AGI - Per la Turchia si sono mossi settanta Paesi di tutto il mondo; l'Ue ha mobilitato 28 squadre di ricerca e soccorso da 21 Paesi per un totale di circa 1.200 soccorritori e 79 cani da ricerca. Gli Stati Uniti hanno assicurato "tutto l'aiuto necessario", inviando intanto due squadre (oltre 150 esperti). La Nato è pronta ad attivare il meccanismo di solidarietà civile per stare al fianco dell'alleato in questo momento difficile, dove a causa del devastante terremoto sono morte oltre 3.500 persone.
Per la Siria, dove al momento il bilancio è a oltre 1.700 vittime, il quadro degli aiuti non è ancora chiaro. La discrasia rispetto alla Turchia è dovuta non solo alle condizioni interne - la regione colpita, nel Nord-Ovest del Paese tutt'ora sotto il controllo conteso con la violenza tra Governo di Damasco, opposizione, movimenti estremisti e minoranza curda - ma anche alla situazione geopolitica: la Turchia può contare su validi alleati (Nato in primis) che la Siria, isolata nel mondo dopo la rivoluzione del 2011, non ha.
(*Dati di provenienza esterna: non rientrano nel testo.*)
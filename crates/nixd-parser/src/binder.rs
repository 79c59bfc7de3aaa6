//! Static binder: assigns `level` / `displ` / `from_with` to every `Var`.
//!
//! The binder maintains a scope stack while walking the tree. Each
//! scope-introducing node pushes exactly one entry, so a variable's
//! `level` equals the number of scope entries between the reference and
//! its binder. `with` pushes a dynamic entry: names that stay statically
//! unresolved bind to the innermost `with` (`from_with = true`), but a
//! static binding anywhere further out still wins over a closer `with`.

use std::collections::HashMap;

use nixd_core::{is_builtin, Ast, Binding, Expr, ExprId, NixdError, Sym, BUILTIN_LEVEL};

struct ScopeEntry {
    /// Bound name -> displacement. Empty for `with` entries.
    names: HashMap<Sym, u32>,
    is_with: bool,
}

impl ScopeEntry {
    fn of_bindings(bindings: &[Binding]) -> Self {
        let mut names = HashMap::new();
        for (i, b) in bindings.iter().enumerate() {
            // Keep the first occurrence; duplicates were already reported
            // by the parser.
            names.entry(b.name).or_insert(i as u32);
        }
        ScopeEntry {
            names,
            is_with: false,
        }
    }

    fn with() -> Self {
        ScopeEntry {
            names: HashMap::new(),
            is_with: true,
        }
    }
}

pub(crate) fn bind(ast: &mut Ast, errors: &mut Vec<NixdError>) {
    let root = ast.root();
    let mut scopes = Vec::new();
    walk(ast, root, &mut scopes, errors);
}

fn walk(ast: &mut Ast, id: ExprId, scopes: &mut Vec<ScopeEntry>, errors: &mut Vec<NixdError>) {
    let expr = ast.expr(id).clone();
    match expr {
        Expr::Var(v) => resolve_var(ast, id, v.name, scopes, errors),

        Expr::Int(..) | Expr::Float(..) | Expr::Str(..) | Expr::Path(..) | Expr::Error(..) => {}

        Expr::List(l) => {
            for item in l.items {
                walk(ast, item, scopes, errors);
            }
        }

        Expr::Attrs(a) => {
            if a.rec {
                // Inherited values look outward, the rest see the rec scope.
                for b in a.bindings.iter().filter(|b| b.inherited) {
                    walk(ast, b.value, scopes, errors);
                }
                scopes.push(ScopeEntry::of_bindings(&a.bindings));
                for b in a.bindings.iter().filter(|b| !b.inherited) {
                    walk(ast, b.value, scopes, errors);
                }
                scopes.pop();
            } else {
                for b in a.bindings {
                    walk(ast, b.value, scopes, errors);
                }
            }
        }

        Expr::Let(l) => {
            for b in l.bindings.iter().filter(|b| b.inherited) {
                walk(ast, b.value, scopes, errors);
            }
            scopes.push(ScopeEntry::of_bindings(&l.bindings));
            for b in l.bindings.iter().filter(|b| !b.inherited) {
                walk(ast, b.value, scopes, errors);
            }
            walk(ast, l.body, scopes, errors);
            scopes.pop();
        }

        Expr::With(w) => {
            walk(ast, w.env, scopes, errors);
            scopes.push(ScopeEntry::with());
            walk(ast, w.body, scopes, errors);
            scopes.pop();
        }

        Expr::Lambda(l) => {
            // Formal defaults are resolved outside the lambda scope.
            if let Some(formals) = &l.formals {
                for f in &formals.formals {
                    if let Some(d) = f.default {
                        walk(ast, d, scopes, errors);
                    }
                }
            }
            let mut names = HashMap::new();
            let mut displ = 0u32;
            if let Some((arg, _)) = l.arg {
                names.insert(arg, displ);
                displ += 1;
            }
            if let Some(formals) = &l.formals {
                for f in &formals.formals {
                    names.entry(f.name).or_insert(displ);
                    displ += 1;
                }
            }
            scopes.push(ScopeEntry {
                names,
                is_with: false,
            });
            walk(ast, l.body, scopes, errors);
            scopes.pop();
        }

        Expr::Apply(a) => {
            walk(ast, a.func, scopes, errors);
            walk(ast, a.arg, scopes, errors);
        }

        Expr::Select(s) => {
            walk(ast, s.subject, scopes, errors);
            if let Some(d) = s.or_default {
                walk(ast, d, scopes, errors);
            }
        }

        Expr::HasAttr(h) => walk(ast, h.subject, scopes, errors),

        Expr::If(i) => {
            walk(ast, i.cond, scopes, errors);
            walk(ast, i.then, scopes, errors);
            walk(ast, i.else_, scopes, errors);
        }

        Expr::Assert(a) => {
            walk(ast, a.cond, scopes, errors);
            walk(ast, a.body, scopes, errors);
        }

        Expr::UnaryOp(u) => walk(ast, u.operand, scopes, errors),

        Expr::BinaryOp(b) => {
            walk(ast, b.lhs, scopes, errors);
            walk(ast, b.rhs, scopes, errors);
        }
    }
}

fn resolve_var(
    ast: &mut Ast,
    id: ExprId,
    name: Sym,
    scopes: &[ScopeEntry],
    errors: &mut Vec<NixdError>,
) {
    let mut with_level: Option<u32> = None;
    for (level, entry) in scopes.iter().rev().enumerate() {
        if entry.is_with {
            if with_level.is_none() {
                with_level = Some(level as u32);
            }
            continue;
        }
        if let Some(&displ) = entry.names.get(&name) {
            set_var(ast, id, level as u32, displ, false);
            return;
        }
    }

    if let Some(level) = with_level {
        set_var(ast, id, level, 0, true);
        return;
    }

    if is_builtin(ast.name(name)) {
        set_var(ast, id, BUILTIN_LEVEL, 0, false);
        return;
    }

    let var_name = ast.name(name).to_string();
    let pos = match ast.expr(id) {
        Expr::Var(v) => ast.positions.get(v.pos),
        _ => None,
    };
    errors.push(NixdError::Undefined {
        name: var_name,
        pos: pos.into(),
    });
    // Treat like a builtin so downstream consumers see a settled node.
    set_var(ast, id, BUILTIN_LEVEL, 0, false);
}

fn set_var(ast: &mut Ast, id: ExprId, level: u32, displ: u32, from_with: bool) {
    if let Expr::Var(v) = ast.expr_mut(id) {
        v.level = level;
        v.displ = displ;
        v.from_with = from_with;
    }
}

#[cfg(test)]
mod tests {
    use super::*;
    use crate::parse;

    /// Find the `Var` named `name` at the given 1-indexed column on line 1.
    fn var_at(ast: &Ast, name: &str, col: u32) -> (u32, u32, bool) {
        for id in ast.ids() {
            if let Expr::Var(v) = ast.expr(id) {
                let pos = ast.positions.get(v.pos);
                if ast.name(v.name) == name && pos.is_some_and(|p| p.line == 1 && p.col == col) {
                    return (v.level, v.displ, v.from_with);
                }
            }
        }
        panic!("no Var `{name}` at column {col}");
    }

    #[test]
    fn let_binds_at_level_zero() {
        // let x = 1; in x
        //     4         15
        let result = parse("let x = 1; in x");
        assert!(result.errors.is_empty());
        assert_eq!(var_at(&result.ast, "x", 15), (0, 0, false));
    }

    #[test]
    fn displacement_follows_source_order() {
        let result = parse("let a = 1; b = 2; in b");
        assert!(result.errors.is_empty());
        assert_eq!(var_at(&result.ast, "b", 22), (0, 1, false));
    }

    #[test]
    fn nested_scopes_increase_level() {
        // The inner lambda body referencing the outer let binding
        // crosses the lambda scope: level 1.
        let result = parse("let a = 1; in x: a");
        assert!(result.errors.is_empty());
        assert_eq!(var_at(&result.ast, "a", 18), (1, 0, false));
    }

    #[test]
    fn lambda_arg_and_formals_displacements() {
        let result = parse("args@{ x, y ? 1 }: y");
        assert!(result.errors.is_empty());
        // arg occupies displacement 0, formals follow in source order.
        assert_eq!(var_at(&result.ast, "y", 20), (0, 2, false));
    }

    #[test]
    fn rec_attrs_bind_their_values() {
        let result = parse("rec { a = 1; b = a; }");
        assert!(result.errors.is_empty());
        assert_eq!(var_at(&result.ast, "a", 18), (0, 0, false));
    }

    #[test]
    fn non_rec_attrs_do_not_bind() {
        let result = parse("{ a = 1; b = a; }");
        assert_eq!(result.errors.len(), 1);
        assert!(result.errors[0].to_string().contains("undefined variable `a`"));
    }

    #[test]
    fn with_marks_dynamic_variables() {
        let result = parse("with { q = 1; }; q");
        assert!(result.errors.is_empty());
        let (level, _, from_with) = var_at(&result.ast, "q", 18);
        assert!(from_with);
        assert_eq!(level, 0);
    }

    #[test]
    fn static_binding_wins_over_closer_with() {
        // `a` is let-bound outside the with; the with must not capture it.
        let result = parse("let a = 1; in with { a = 2; }; a");
        assert!(result.errors.is_empty());
        let (level, displ, from_with) = var_at(&result.ast, "a", 32);
        assert!(!from_with);
        assert_eq!((level, displ), (1, 0));
    }

    #[test]
    fn builtins_resolve_without_errors() {
        let result = parse("if true then null else builtins");
        assert!(result.errors.is_empty());
        let (level, _, from_with) = var_at(&result.ast, "true", 4);
        assert_eq!(level, BUILTIN_LEVEL);
        assert!(!from_with);
    }

    #[test]
    fn inherited_rec_binding_resolves_outward() {
        // `inherit a;` inside the rec set must take the let-bound `a`,
        // not the rec attribute it defines.
        let result = parse("let a = 1; in rec { inherit a; b = a; }");
        assert!(result.errors.is_empty());
        // The desugared inherit var at col 29 resolves to the let (level 0
        // from its own position: outside the rec scope).
        assert_eq!(var_at(&result.ast, "a", 29), (0, 0, false));
        // `b = a` resolves to the rec scope's `a` (displacement 0).
        assert_eq!(var_at(&result.ast, "a", 36), (0, 0, false));
    }

    #[test]
    fn undefined_variable_reports_position() {
        let result = parse("nope");
        assert_eq!(result.errors.len(), 1);
        let msg = result.errors[0].to_string();
        assert!(msg.contains("undefined variable `nope`"));
        assert!(msg.contains("1:1"));
    }

    #[test]
    fn formal_defaults_resolve_outside_the_lambda() {
        // `d` in the default refers to the let binding, not to a formal.
        let result = parse("let d = 1; in { x ? d }: x");
        assert!(result.errors.is_empty());
        assert_eq!(var_at(&result.ast, "d", 21), (0, 0, false));
    }
}
//! # Postgres Queue Connection
//!
//! [`QueueConnection`] over a dedicated `sqlx::PgConnection`.
//!
//! Transactions are driven with explicit `BEGIN`/`COMMIT`/`ROLLBACK` statements so
//! the connection can be owned by a long-lived producer or consumer without
//! borrowing a `sqlx::Transaction`. Parameterless statements go through
//! `sqlx::raw_sql`, which allows multi-statement DDL and `$$` function bodies.

use super::{with_timeout, DataRow, DatabaseProvider, IsolationLevel, QueueConnection, SqlValue};
use crate::error::{QueueError, QueueResult};
use async_trait::async_trait;
use chrono::{DateTime, NaiveDateTime, Utc};
use sqlx::postgres::{PgArguments, PgRow};
use sqlx::query::Query;
use sqlx::{Column, Connection, Executor, PgConnection, Postgres, Row, TypeInfo};
use std::time::Duration;
use tracing::{debug, error, instrument};

pub struct PgQueueConnection {
    connection: PgConnection,
    command_timeout: Duration,
    in_transaction: bool,
}

impl PgQueueConnection {
    #[instrument(skip(url))]
    pub async fn connect(url: &str, command_timeout: Duration) -> QueueResult<Self> {
        let connection = with_timeout(command_timeout, "connect", async {
            PgConnection::connect(url).await.map_err(|e| {
                error!(error = %e, "Failed to open Postgres connection");
                QueueError::from(e).in_operation("connect")
            })
        })
        .await?;

        debug!("Opened Postgres queue connection");
        Ok(Self::from_connection(connection, command_timeout))
    }

    pub fn from_connection(connection: PgConnection, command_timeout: Duration) -> Self {
        Self {
            connection,
            command_timeout,
            in_transaction: false,
        }
    }

    async fn run_control(&mut self, operation: &str, sql: &str) -> QueueResult<()> {
        let timeout = self.command_timeout;
        let connection = &mut self.connection;
        with_timeout(timeout, operation, async {
            (&mut *connection)
                .execute(sqlx::raw_sql(sql))
                .await
                .map_err(|e| QueueError::from(e).in_operation(operation))?;
            Ok(())
        })
        .await
    }
}

#[async_trait]
impl QueueConnection for PgQueueConnection {
    fn provider(&self) -> DatabaseProvider {
        DatabaseProvider::Postgres
    }

    async fn execute_scalar(&mut self, sql: &str) -> QueueResult<Option<SqlValue>> {
        let timeout = self.command_timeout;
        let connection = &mut self.connection;
        with_timeout(timeout, "execute_scalar", async {
            let row = sqlx::query(sql)
                .fetch_optional(&mut *connection)
                .await
                .map_err(|e| QueueError::from(e).in_operation("execute_scalar"))?;

            match row {
                Some(row) if !row.is_empty() => Ok(Some(decode_column(&row, 0)?)),
                _ => Ok(None),
            }
        })
        .await
    }

    async fn execute_non_query(&mut self, sql: &str, params: &[SqlValue]) -> QueueResult<u64> {
        let timeout = self.command_timeout;
        let connection = &mut self.connection;
        with_timeout(timeout, "execute_non_query", async {
            let result = if params.is_empty() {
                (&mut *connection).execute(sqlx::raw_sql(sql)).await
            } else {
                bind_params(sqlx::query(sql), params)
                    .execute(&mut *connection)
                    .await
            };

            result
                .map(|done| done.rows_affected())
                .map_err(|e| QueueError::from(e).in_operation("execute_non_query"))
        })
        .await
    }

    async fn query_rows(&mut self, sql: &str, params: &[SqlValue]) -> QueueResult<Vec<DataRow>> {
        let timeout = self.command_timeout;
        let connection = &mut self.connection;
        with_timeout(timeout, "query_rows", async {
            let rows = bind_params(sqlx::query(sql), params)
                .fetch_all(&mut *connection)
                .await
                .map_err(|e| QueueError::from(e).in_operation("query_rows"))?;

            rows.iter().map(decode_row).collect()
        })
        .await
    }

    async fn begin(&mut self, isolation: IsolationLevel) -> QueueResult<()> {
        if self.in_transaction {
            return Err(QueueError::transaction("transaction already open"));
        }
        let sql = match isolation {
            IsolationLevel::ReadCommitted => "BEGIN ISOLATION LEVEL READ COMMITTED",
            IsolationLevel::Serializable => "BEGIN ISOLATION LEVEL SERIALIZABLE",
        };
        self.run_control("begin", sql).await?;
        self.in_transaction = true;
        Ok(())
    }

    async fn commit(&mut self) -> QueueResult<()> {
        if !self.in_transaction {
            return Err(QueueError::transaction("commit without an open transaction"));
        }
        // A failed COMMIT still ends the transaction on the server
        self.in_transaction = false;
        self.run_control("commit", "COMMIT").await
    }

    async fn rollback(&mut self) -> QueueResult<()> {
        if !self.in_transaction {
            return Ok(());
        }
        self.in_transaction = false;
        self.run_control("rollback", "ROLLBACK").await
    }

    fn in_transaction(&self) -> bool {
        self.in_transaction
    }
}

fn bind_params<'q>(
    mut query: Query<'q, Postgres, PgArguments>,
    params: &'q [SqlValue],
) -> Query<'q, Postgres, PgArguments> {
    for param in params {
        query = match param {
            SqlValue::Null => query.bind(None::<String>),
            SqlValue::Int(value) => query.bind(*value),
            SqlValue::BigInt(value) => query.bind(*value),
            SqlValue::Text(value) => query.bind(value.as_str()),
            SqlValue::Binary(value) => query.bind(value.as_slice()),
            SqlValue::Timestamp(value) => query.bind(*value),
        };
    }
    query
}

fn decode_row(row: &PgRow) -> QueueResult<DataRow> {
    let mut data = DataRow::new();
    for index in 0..row.len() {
        let name = row.columns()[index].name().to_string();
        data.push(name, decode_column(row, index)?);
    }
    Ok(data)
}

fn decode_column(row: &PgRow, index: usize) -> QueueResult<SqlValue> {
    let column = &row.columns()[index];
    let name = column.name();
    let type_name = column.type_info().name();
    let mapping_error = |e: sqlx::Error| QueueError::mapping(name, e.to_string());

    let value = match type_name {
        "INT2" => row
            .try_get::<Option<i16>, _>(index)
            .map_err(mapping_error)?
            .map(|v| SqlValue::Int(i32::from(v))),
        "INT4" => row
            .try_get::<Option<i32>, _>(index)
            .map_err(mapping_error)?
            .map(SqlValue::Int),
        "INT8" => row
            .try_get::<Option<i64>, _>(index)
            .map_err(mapping_error)?
            .map(SqlValue::BigInt),
        "TEXT" | "VARCHAR" | "BPCHAR" | "NAME" => row
            .try_get::<Option<String>, _>(index)
            .map_err(mapping_error)?
            .map(SqlValue::Text),
        "BYTEA" => row
            .try_get::<Option<Vec<u8>>, _>(index)
            .map_err(mapping_error)?
            .map(SqlValue::Binary),
        "UUID" => row
            .try_get::<Option<uuid::Uuid>, _>(index)
            .map_err(mapping_error)?
            .map(|v| SqlValue::Binary(v.as_bytes().to_vec())),
        "TIMESTAMP" => row
            .try_get::<Option<NaiveDateTime>, _>(index)
            .map_err(mapping_error)?
            .map(SqlValue::Timestamp),
        "TIMESTAMPTZ" => row
            .try_get::<Option<DateTime<Utc>>, _>(index)
            .map_err(mapping_error)?
            .map(|v| SqlValue::Timestamp(v.naive_utc())),
        other => {
            return Err(QueueError::mapping(
                name,
                format!("unsupported column type {other}"),
            ))
        }
    };

    Ok(value.unwrap_or(SqlValue::Null))
}

#[cfg(test)]
mod tests {
    use super::*;

    async fn test_connection() -> Option<PgQueueConnection> {
        let url = std::env::var("TEST_DATABASE_URL").ok()?;
        PgQueueConnection::connect(&url, Duration::from_secs(30))
            .await
            .ok()
    }

    #[tokio::test]
    async fn test_scalar_and_transaction_flags() {
        let Some(mut connection) = test_connection().await else {
            println!("Skipping Postgres connection test - TEST_DATABASE_URL not set");
            return;
        };

        let value = connection.execute_scalar("SELECT 1").await.unwrap();
        assert_eq!(value.and_then(|v| v.as_i64()), Some(1));

        assert!(connection.commit().await.is_err());
        connection.begin(IsolationLevel::Serializable).await.unwrap();
        assert!(connection.in_transaction());
        connection.rollback().await.unwrap();
        assert!(!connection.in_transaction());
    }

    #[tokio::test]
    async fn test_decodes_neutral_values() {
        let Some(mut connection) = test_connection().await else {
            println!("Skipping Postgres decode test - TEST_DATABASE_URL not set");
            return;
        };

        let rows = connection
            .query_rows(
                "SELECT CAST($1 AS bigint) AS n, CAST(NULL AS text) AS t, '\\x0102'::bytea AS b",
                &[SqlValue::BigInt(42)],
            )
            .await
            .unwrap();

        assert_eq!(rows.len(), 1);
        assert_eq!(rows[0].get("n"), Some(&SqlValue::BigInt(42)));
        assert_eq!(rows[0].get("t"), Some(&SqlValue::Null));
        assert_eq!(rows[0].get("b"), Some(&SqlValue::Binary(vec![1, 2])));
    }
}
A farsi avanti al fianco di Damasco ora solo la Russia e la Cina, principali sponsor del Paese, insieme all'Iran. A pagare il prezzo rischia di essere, ancora una volta, la popolazione civile.
Aleppo, patrimonio Unesco, è stata resa dal suolo. Dopo aver sopportato anni di bombardamenti dai caccia di Damasco e Mosca. Le Ong internazionali fanno appello a intervenire per soccorrere gli intrappolati e dare una copertura agli sfollati. L'Unione europea, che comincia ad avere qualche dito puntato contro per la scarsa tempestività d'azione, spiega che "sta fornendo assistenza alle organizzazioni umanitarie partner che lavorano in loco".
E i soccorritori? "Le squadre dei soccorritori per lavorare sul campo in modo efficace hanno bisogno non solo dell'autorizzazione ma anche del sostegno delle autorità sul posto, altrimenti è impossibile lavorare in maniera effiace e sicura. Per questo lavoriamo su richiesta dello Stato", ha spiegato il portavoce della Commissione europea, Eric Mamer.
"La richiesta di attivazione del Meccanismo europeo di protezione civile è stata avanzata dalla Turchia ma non dalla Siria. Volendo, potrebbe essere avanzata anche dall'Onu ma finora non è stato fatto", ha spiegato un altro portavoce della Commissione, Balazs Ujvari. "Ricordiamo che l'Ue è il principale donatore della Siria, dal 2011 a oggi ha devoluto 27 miliardi di euro, di cui 500 milioni solo l'anno scorso", precisa.
Nel frattempo però la Mezzaluna rossa siriana ha fatto appello ai Paesi occidentali affinchè revochino le sanzioni e forniscano aiuti. Il portavoce dell'Ufficio dell'Onu per gli aiuti umanitari (l'Ocha), Jens Laerke, ha spiegato che il punto di passaggio tra i due Paesi, unico porta attiva per la consegna di aiuti, è stato compromesso dal sisma. La quasi totalità degli aiuti umanitari destinati al Nord-Ovest viene convogliata dalla Turchia attraverso Bab al-Hawa, unico valico garantito da una risoluzione del Consiglio di sicurezza delle Nazioni unite.
Laerke ha spiegato che il terremoto ha distrutto le strade in Turchia e ha avuto un impatto sul personale locale e internazionale dell'Onu, sui loro partner e sui camionisti che di solito trasportano aiuti. "Stanno cercando le loro famiglie tra le macerie. Anche noi quindi siamo colpiti come tutti" e "questo ha avuto un impatto immediato sull'operazione transfrontaliera", ha evidenziato.
"Useremo tutti i mezzi possibili per raggiungere le persone, compresa l'operazione transfrontaliera e l'operazione in prima linea dall'interno della Siria", ha assicurato. Come se non bastasse, "il fondo umanitario transfrontaliero, che è il principale strumento per fornire aiuti nel Nord-Ovest della Siria, è attualmente vuoto".
Va reintegrato con urgenza. "La Siria rimane una zona grigia dal punto di vista legale e diplomatico", fa notare Marc Schakal, responsabile del programma Siria di Medici senza frontiere. Teme che le Ong locali e internazionali vengano travolte in un Paese devastato da dodici anni di guerra civile, con la contrapposizione tra ribelli, alcuni dei quali orchestrati da potenze straniere, jihadisti, forze curde e l'esercito del governo di Bashar al-Assad, sostenuto dall'Iran, dalla Russia e messo al bando dai Paesi occidentali.